Differential effects of retinoic acid isomers on the expression of nuclear receptor co‐regulators in neuroblastoma

Retinoic acid modulates growth and induces differentiation and apoptosis of neuroblastoma cells in vitro, with the all‐ trans and 9‐ cis isomers having different biological properties. Transcriptional activation in response to retinoic acid isomers is mediated by retinoic acid receptors and retinoid X receptors. The differential expression of co‐activators and co‐repressors which preferentially interact with retinoic acid receptors or retinoid X receptors may be a mechanism leading to different cellular responses to 9‐ cis and all‐ trans retinoic acid. To test this hypothesis, we have studied the expression of the nuclear receptor co‐regulators TIF1α, TIF1β, SUG1 and SMRT in the N‐type and S‐type neuroblastoma cell lines SH SY 5Y and SH S EP. Transcripts for all four co‐regulators were expressed in these neuroblastoma cells. The expression of TIF1α, TIF1β and SUG1 did not change in response to retinoic acid; however, SMRT was induced in both neuroblastoma cell lines, but particularly by all‐ trans retinoic acid in SH S EP cells.
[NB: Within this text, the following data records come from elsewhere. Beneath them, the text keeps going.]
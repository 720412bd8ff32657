//! Per-object metadata records and the stores that hold them.
//!
//! A record is keyed by content hash and owns everything needed to rebuild
//! the payload: the ordered chunk list, sizes, checksums, and the crypto
//! parameters. Chunk lists are only ever replaced whole, through
//! [`MetadataStore::swap_chunks`], so a reader sees either the old chunk set
//! or the new one.

pub mod memory;
pub mod postgres;

use crate::crypto::{CryptoError, CryptoParams};
use crate::layers::Layer;
use async_trait::async_trait;
use chrono::{DateTime, Duration, Utc};
use serde::{Deserialize, Serialize};
use thiserror::Error;
use uuid::Uuid;

pub use memory::InMemoryMetadataStore;
pub use postgres::PgMetadataStore;

/// Errors raised by metadata backends.
#[derive(Debug, Error)]
pub enum MetadataError {
    #[error("Metadata store unavailable: {0}")]
    Unavailable(String),

    #[error("Metadata record could not be (de)serialized: {0}")]
    Serialization(String),
}

/// Redundant copy of a chunk on another backend.
#[derive(Debug, Clone, PartialEq, Eq, Serialize, Deserialize)]
pub struct ShardRef {
    pub provider: String,
    pub location: String,
}

/// One contiguous slice of an object's encrypted payload.
#[derive(Debug, Clone, PartialEq, Eq, Serialize, Deserialize)]
pub struct ChunkRef {
    pub id: Uuid,
    /// Position in the object; chunks concatenate in index order
    pub index: u32,
    pub size: u64,
    /// Backend name holding the primary copy
    pub provider: String,
    /// Opaque locator returned by the backend
    pub location: String,
    /// SHA-256 of the chunk bytes
    pub checksum: String,
    #[serde(default)]
    pub shards: Vec<ShardRef>,
}

/// Promotional window an object was migrated under.
#[derive(Debug, Clone, PartialEq, Serialize, Deserialize)]
pub struct PromoWindow {
    pub start: DateTime<Utc>,
    pub end: DateTime<Utc>,
    pub discount: f64,
}

impl PromoWindow {
    pub fn contains(&self, at: DateTime<Utc>) -> bool {
        self.start <= at && at < self.end
    }
}

/// Metadata record for one stored object.
#[derive(Debug, Clone, PartialEq, Serialize, Deserialize)]
pub struct StoredObject {
    /// SHA-256 of the original payload
    pub id: String,
    /// Caller key the object was first stored under
    pub key: String,
    pub original_size: u64,
    pub compressed_size: u64,
    pub encrypted_size: u64,
    pub layer: Layer,
    pub chunks: Vec<ChunkRef>,
    pub access_count: u64,
    pub last_accessed: DateTime<Utc>,
    pub created: DateTime<Utc>,
    pub expires_at: Option<DateTime<Utc>>,
    /// SHA-256 of the whole encrypted payload
    pub checksum: String,
    #[serde(with = "base64_serde")]
    pub iv: Vec<u8>,
    #[serde(with = "base64_serde")]
    pub salt: Vec<u8>,
    pub compression_ratio: f64,
    /// Most recent access timestamps, oldest first
    #[serde(default)]
    pub access_pattern: Vec<DateTime<Utc>>,
    #[serde(default)]
    pub temperature_score: f64,
    pub predicted_next_access: Option<DateTime<Utc>>,
    pub temporal_provider: Option<String>,
    pub promo_window: Option<PromoWindow>,
    /// Bumped on every chunk-list swap
    #[serde(default)]
    pub generation: u64,
}

/// Replacement chunk set produced by a migration.
#[derive(Debug, Clone, PartialEq)]
pub struct ChunkSwap {
    pub layer: Layer,
    pub chunks: Vec<ChunkRef>,
    pub temporal_provider: Option<String>,
    pub promo_window: Option<PromoWindow>,
}

impl StoredObject {
    pub fn crypto_params(&self) -> Result<CryptoParams, CryptoError> {
        CryptoParams::from_slices(&self.iv, &self.salt)
    }

    pub fn is_expired(&self, now: DateTime<Utc>) -> bool {
        self.expires_at.map(|at| at <= now).unwrap_or(false)
    }

    /// Record one access, keeping at most `history_limit` timestamps.
    pub fn apply_access(&mut self, at: DateTime<Utc>, history_limit: usize) {
        self.access_count += 1;
        self.last_accessed = at;
        self.access_pattern.push(at);
        if self.access_pattern.len() > history_limit {
            let excess = self.access_pattern.len() - history_limit;
            self.access_pattern.drain(..excess);
        }
    }

    /// Generation for a record that replaces `old`.
    pub fn succeed(&mut self, old: &StoredObject) {
        self.generation = self.generation.max(old.generation + 1);
    }

    pub fn apply_swap(&mut self, swap: ChunkSwap) {
        self.layer = swap.layer;
        self.chunks = swap.chunks;
        self.temporal_provider = swap.temporal_provider;
        self.promo_window = swap.promo_window;
        self.generation += 1;
    }

    /// Mean gap between recorded accesses, if at least two exist.
    pub fn mean_access_interval(&self) -> Option<Duration> {
        let first = self.access_pattern.first()?;
        let last = self.access_pattern.last()?;
        let gaps = self.access_pattern.len().checked_sub(1).filter(|n| *n > 0)?;
        Some((*last - *first) / gaps as i32)
    }

    /// Every backend holding at least one copy of a chunk of this object.
    pub fn providers(&self) -> Vec<&str> {
        let mut providers: Vec<&str> = self
            .chunks
            .iter()
            .flat_map(|c| {
                std::iter::once(c.provider.as_str()).chain(c.shards.iter().map(|s| s.provider.as_str()))
            })
            .collect();
        providers.sort_unstable();
        providers.dedup();
        providers
    }
}

/// Durable home for metadata records: point lookup by id plus scans.
#[cfg_attr(test, mockall::automock)]
#[async_trait]
pub trait MetadataStore: Send + Sync {
    async fn get(&self, id: &str) -> Result<Option<StoredObject>, MetadataError>;

    /// Insert or replace; the last writer wins. Returns the replaced record.
    /// A replacement is stored one generation past the record it replaces, so
    /// a chunk swap planned against the old record can never land on the new.
    async fn insert(&self, object: StoredObject) -> Result<Option<StoredObject>, MetadataError>;

    /// Atomically bump access bookkeeping and return the updated record.
    async fn record_access(
        &self,
        id: &str,
        at: DateTime<Utc>,
        history_limit: usize,
    ) -> Result<Option<StoredObject>, MetadataError>;

    async fn update_prediction(
        &self,
        id: &str,
        temperature_score: f64,
        predicted_next_access: Option<DateTime<Utc>>,
    ) -> Result<(), MetadataError>;

    /// Replace the chunk list if the record is still at `expected_generation`.
    /// Returns false when the record changed or disappeared.
    async fn swap_chunks(
        &self,
        id: &str,
        expected_generation: u64,
        swap: ChunkSwap,
    ) -> Result<bool, MetadataError>;

    async fn remove(&self, id: &str) -> Result<Option<StoredObject>, MetadataError>;

    /// Remove the record only if it is expired at `now`. A record rewritten
    /// since the expiry scan is left alone.
    async fn remove_expired(&self, id: &str, now: DateTime<Utc>) -> Result<Option<StoredObject>, MetadataError>;

    async fn list(&self) -> Result<Vec<StoredObject>, MetadataError>;

    /// Records whose `expires_at` is at or before `now`.
    async fn expired(&self, now: DateTime<Utc>) -> Result<Vec<StoredObject>, MetadataError>;

    async fn clear(&self) -> Result<(), MetadataError>;

    async fn ping(&self) -> Result<(), MetadataError>;
}

/// Base64 serialization helper
mod base64_serde {
    use base64::{engine::general_purpose::STANDARD, Engine};
    use serde::{Deserialize, Deserializer, Serializer};

    pub fn serialize<S>(bytes: &[u8], serializer: S) -> Result<S::Ok, S::Error>
    where
        S: Serializer,
    {
        serializer.serialize_str(&STANDARD.encode(bytes))
    }

    pub fn deserialize<'de, D>(deserializer: D) -> Result<Vec<u8>, D::Error>
    where
        D: Deserializer<'de>,
    {
        let s = String::deserialize(deserializer)?;
        STANDARD.decode(s).map_err(serde::de::Error::custom)
    }
}


#[cfg(test)]
mod tests {
    use super::fixtures::*;
    use super::*;

    #[test]
    fn test_record_serde() {
        let obj = object("abc");
        let json = serde_json::to_value(&obj).unwrap();
        assert_eq!(json["layer"], 2);
        assert_eq!(json["iv"], "AQEBAQEBAQEBAQEB");
        let back: StoredObject = serde_json::from_value(json).unwrap();
        assert_eq!(back, obj);
        assert!(back.crypto_params().is_ok());
    }

    #[test]
    fn test_apply_access_caps_history() {
        let mut obj = object("abc");
        let start = Utc::now();
        for i in 0..5 {
            obj.apply_access(start + Duration::seconds(i), 3);
        }
        assert_eq!(obj.access_count, 5);
        assert_eq!(obj.access_pattern.len(), 3);
        assert_eq!(obj.access_pattern[0], start + Duration::seconds(2));
        assert_eq!(obj.last_accessed, start + Duration::seconds(4));
    }

    #[test]
    fn test_mean_access_interval() {
        let mut obj = object("abc");
        assert!(obj.mean_access_interval().is_none());

        let start = Utc::now();
        obj.access_pattern = vec![start];
        assert!(obj.mean_access_interval().is_none());

        obj.access_pattern = vec![start, start + Duration::seconds(10), start + Duration::seconds(30)];
        assert_eq!(obj.mean_access_interval(), Some(Duration::seconds(15)));
    }

    #[test]
    fn test_apply_swap_bumps_generation() {
        let mut obj = object("abc");
        obj.apply_swap(ChunkSwap {
            layer: Layer::Cold,
            chunks: vec![chunk(0, "promo")],
            temporal_provider: Some("promo".to_string()),
            promo_window: None,
        });
        assert_eq!(obj.generation, 1);
        assert_eq!(obj.layer, Layer::Cold);
        assert_eq!(obj.providers(), vec!["promo"]);
    }

    #[test]
    fn test_expiry() {
        let mut obj = object("abc");
        let now = Utc::now();
        assert!(!obj.is_expired(now));
        obj.expires_at = Some(now - Duration::milliseconds(1));
        assert!(obj.is_expired(now));
    }

    #[test]
    fn test_promo_window_contains() {
        let now = Utc::now();
        let window = PromoWindow {
            start: now - Duration::hours(1),
            end: now + Duration::hours(1),
            discount: 0.5,
        };
        assert!(window.contains(now));
        assert!(!window.contains(now + Duration::hours(2)));
    }
}
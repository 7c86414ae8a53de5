use std::fs;
use std::path::PathBuf;
use std::time::Duration;

use chrono::NaiveTime;
use tracing::info;

use crate::error::ConfigError;
use crate::scheduler::Cadence;

pub const DEFAULT_FEEDS: &[&str] = &[
    "https://feeds.feedburner.com/oreilly/radar",
    "https://techcrunch.com/feed/",
    "https://www.wired.com/feed/rss",
    "https://feeds.arstechnica.com/arstechnica/index",
    "https://www.theverge.com/rss/index.xml",
    "https://www.reddit.com/r/technology/.rss",
    "https://www.reddit.com/r/programming/.rss",
];

pub const DEFAULT_KEYWORDS: &[&str] = &[
    "ai",
    "artificial intelligence",
    "machine learning",
    "ml",
    "python",
    "programming",
    "coding",
    "software",
    "technology",
    "tech",
    "startup",
    "innovation",
    "blockchain",
    "crypto",
    "cybersecurity",
    "cloud",
];

#[derive(Debug, Clone, Copy, PartialEq, Eq)]
pub enum DeliveryMode {
    Local,
    TransferSh,
}

impl DeliveryMode {
    pub fn parse(value: &str) -> Result<Self, ConfigError> {
        match value.trim().to_lowercase().as_str() {
            "local" => Ok(DeliveryMode::Local),
            "transfer_sh" | "transfer.sh" => Ok(DeliveryMode::TransferSh),
            other => Err(ConfigError::InvalidDelivery(other.to_string())),
        }
    }
}

#[derive(Debug, Clone, Copy, PartialEq, Eq)]
pub enum TtsBackend {
    Gtts,
    Piper,
}

impl TtsBackend {
    pub fn parse(value: &str) -> Result<Self, ConfigError> {
        match value.trim().to_lowercase().as_str() {
            "gtts" | "google" => Ok(TtsBackend::Gtts),
            "piper" => Ok(TtsBackend::Piper),
            other => Err(ConfigError::InvalidTtsBackend(other.to_string())),
        }
    }
}

/// Settings for an OpenAI-compatible chat completion endpoint.
#[derive(Debug, Clone)]
pub struct LlmSettings {
    pub api_url: String,
    pub api_key: String,
    pub model: String,
    pub temperature: f32,
}

#[derive(Debug, Clone)]
pub struct Config {
    pub upload_time: NaiveTime,
    pub cadence: Cadence,
    pub default_topic: Option<String>,
    pub video_length: u32,

    pub output_dir: PathBuf,
    pub temp_dir: PathBuf,
    pub logs_dir: PathBuf,

    pub keep_video_count: usize,
    pub cleanup_old_files: bool,

    pub delivery: DeliveryMode,
    pub transfer_sh_url: String,

    pub llm: Option<LlmSettings>,

    pub tts_backend: TtsBackend,
    pub tts_lang: String,
    pub piper_model: String,
    pub tts_cooldown: Duration,

    pub max_body_segments: usize,
    pub random_seed: Option<u64>,
    pub log_level: String,

    pub feeds: Vec<String>,
    pub keywords: Vec<String>,
    pub width: u32,
    pub height: u32,
}

impl Default for Config {
    fn default() -> Self {
        Self {
            upload_time: NaiveTime::from_hms_opt(9, 0, 0).unwrap_or_default(),
            cadence: Cadence::Daily,
            default_topic: None,
            video_length: 60,
            output_dir: PathBuf::from("output"),
            temp_dir: PathBuf::from("temp"),
            logs_dir: PathBuf::from("logs"),
            keep_video_count: 5,
            cleanup_old_files: true,
            delivery: DeliveryMode::Local,
            transfer_sh_url: "https://transfer.sh".to_string(),
            llm: None,
            tts_backend: TtsBackend::Gtts,
            tts_lang: "en".to_string(),
            piper_model: "./tts/en_US-amy-medium.onnx".to_string(),
            tts_cooldown: Duration::from_secs(1),
            max_body_segments: 2,
            random_seed: None,
            log_level: "info".to_string(),
            feeds: DEFAULT_FEEDS.iter().map(|s| s.to_string()).collect(),
            keywords: DEFAULT_KEYWORDS.iter().map(|s| s.to_string()).collect(),
            width: 1280,
            height: 720,
        }
    }
}

impl Config {
    pub fn from_env() -> Result<Self, ConfigError> {
        Self::from_lookup(|key| std::env::var(key).ok())
    }

    /// Builds a config from an arbitrary key lookup; unset keys keep their defaults.
    pub fn from_lookup<F>(lookup: F) -> Result<Self, ConfigError>
    where
        F: Fn(&str) -> Option<String>,
    {
        let defaults = Config::default();
        let get = |key: &str| lookup(key).filter(|v| !v.trim().is_empty());
        let number = |key: &str, default: u64| {
            get(key)
                .and_then(|v| v.trim().parse::<u64>().ok())
                .unwrap_or(default)
        };
        let flag = |key: &str, default: bool| {
            get(key)
                .map(|v| v.trim().eq_ignore_ascii_case("true"))
                .unwrap_or(default)
        };
        let path = |key: &str, default: &PathBuf| get(key).map(PathBuf::from).unwrap_or_else(|| default.clone());

        let upload_time = match get("VIDEO_UPLOAD_TIME") {
            Some(value) => parse_upload_time(&value)?,
            None => defaults.upload_time,
        };
        let cadence = match get("UPLOAD_SCHEDULE") {
            Some(value) => Cadence::parse(&value)?,
            None => defaults.cadence,
        };
        let delivery = match get("OUTPUT_DELIVERY") {
            Some(value) => DeliveryMode::parse(&value)?,
            None => defaults.delivery,
        };
        let tts_backend = match get("TTS_BACKEND") {
            Some(value) => TtsBackend::parse(&value)?,
            None => defaults.tts_backend,
        };

        let llm = get("LLM_API_URL").map(|api_url| LlmSettings {
            api_url,
            api_key: get("LLM_API_KEY").unwrap_or_default(),
            model: get("LLM_MODEL").unwrap_or_else(|| "gpt-4o-mini".to_string()),
            temperature: get("LLM_TEMPERATURE")
                .and_then(|v| v.trim().parse().ok())
                .unwrap_or(0.7),
        });

        Ok(Self {
            upload_time,
            cadence,
            default_topic: get("VIDEO_TOPIC").map(|t| t.trim().to_string()),
            video_length: number("VIDEO_LENGTH", defaults.video_length as u64) as u32,
            output_dir: path("OUTPUT_DIR", &defaults.output_dir),
            temp_dir: path("TEMP_DIR", &defaults.temp_dir),
            logs_dir: path("LOGS_DIR", &defaults.logs_dir),
            keep_video_count: number("KEEP_VIDEO_COUNT", defaults.keep_video_count as u64)
                as usize,
            cleanup_old_files: flag("CLEANUP_OLD_FILES", defaults.cleanup_old_files),
            delivery,
            transfer_sh_url: get("TRANSFER_SH_URL").unwrap_or(defaults.transfer_sh_url),
            llm,
            tts_backend,
            tts_lang: get("TTS_LANG").unwrap_or(defaults.tts_lang),
            piper_model: get("PIPER_MODEL").unwrap_or(defaults.piper_model),
            tts_cooldown: defaults.tts_cooldown,
            max_body_segments: number("MAX_BODY_SEGMENTS", defaults.max_body_segments as u64)
                as usize,
            random_seed: get("RANDOM_SEED").and_then(|v| v.trim().parse().ok()),
            log_level: get("LOG_LEVEL")
                .map(|v| v.trim().to_lowercase())
                .unwrap_or(defaults.log_level),
            feeds: defaults.feeds,
            keywords: defaults.keywords,
            width: defaults.width,
            height: defaults.height,
        })
    }

    /// Creates the output, temp and logs directories.
    pub fn ensure_dirs(&self) -> std::io::Result<()> {
        for dir in [&self.output_dir, &self.temp_dir, &self.logs_dir] {
            fs::create_dir_all(dir)?;
        }
        info!(
            "Video settings: {}s {} at {}",
            self.video_length,
            self.cadence,
            self.upload_time.format("%H:%M")
        );
        info!(
            "Cleanup: {} (keep {} videos)",
            self.cleanup_old_files, self.keep_video_count
        );
        Ok(())
    }
}

pub fn parse_upload_time(value: &str) -> Result<NaiveTime, ConfigError> {
    NaiveTime::parse_from_str(value.trim(), "%H:%M")
        .map_err(|_| ConfigError::InvalidUploadTime(value.to_string()))
}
An additional co‐activator, Trip3, was isolated by differential mRNA display and shown to be preferentially induced by 9‐ cis retinoic acid in SH SY 5Y and SH S EP cells. These data suggest that retinoic acid isomer‐specific induction of nuclear receptor co‐regulators may determine, in part, the differential biological effects of retinoic acid isomers.